Exercise details: Across all the entries, how many lines hold "Result"? Answer with that number and nothing else.

*** Block opens ***

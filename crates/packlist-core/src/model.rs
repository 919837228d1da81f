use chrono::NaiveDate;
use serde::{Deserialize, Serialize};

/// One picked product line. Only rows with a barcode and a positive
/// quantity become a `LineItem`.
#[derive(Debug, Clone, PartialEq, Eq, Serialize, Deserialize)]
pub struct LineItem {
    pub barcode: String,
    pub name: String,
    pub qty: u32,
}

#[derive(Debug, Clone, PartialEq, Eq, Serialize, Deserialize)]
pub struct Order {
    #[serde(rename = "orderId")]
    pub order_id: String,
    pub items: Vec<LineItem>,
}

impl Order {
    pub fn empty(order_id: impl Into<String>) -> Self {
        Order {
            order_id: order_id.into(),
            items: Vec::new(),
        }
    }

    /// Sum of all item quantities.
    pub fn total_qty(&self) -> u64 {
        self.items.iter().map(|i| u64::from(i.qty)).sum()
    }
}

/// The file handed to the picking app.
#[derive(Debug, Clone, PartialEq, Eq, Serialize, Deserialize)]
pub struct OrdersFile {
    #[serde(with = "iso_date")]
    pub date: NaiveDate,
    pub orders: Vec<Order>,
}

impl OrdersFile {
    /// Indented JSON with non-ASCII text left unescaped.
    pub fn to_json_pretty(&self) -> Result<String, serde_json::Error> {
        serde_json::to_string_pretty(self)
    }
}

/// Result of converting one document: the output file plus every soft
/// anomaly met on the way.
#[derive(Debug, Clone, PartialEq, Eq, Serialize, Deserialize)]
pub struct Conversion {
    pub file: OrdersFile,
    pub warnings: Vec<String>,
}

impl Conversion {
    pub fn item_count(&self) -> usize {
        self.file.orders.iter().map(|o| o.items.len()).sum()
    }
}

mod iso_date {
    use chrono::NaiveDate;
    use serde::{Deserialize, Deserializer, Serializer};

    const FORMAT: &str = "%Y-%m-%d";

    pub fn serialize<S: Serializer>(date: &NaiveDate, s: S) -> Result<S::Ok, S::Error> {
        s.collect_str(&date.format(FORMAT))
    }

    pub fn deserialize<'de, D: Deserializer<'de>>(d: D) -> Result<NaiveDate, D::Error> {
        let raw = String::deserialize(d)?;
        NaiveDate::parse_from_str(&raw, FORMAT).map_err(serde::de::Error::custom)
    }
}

*** Block closes ***

Your solution: 4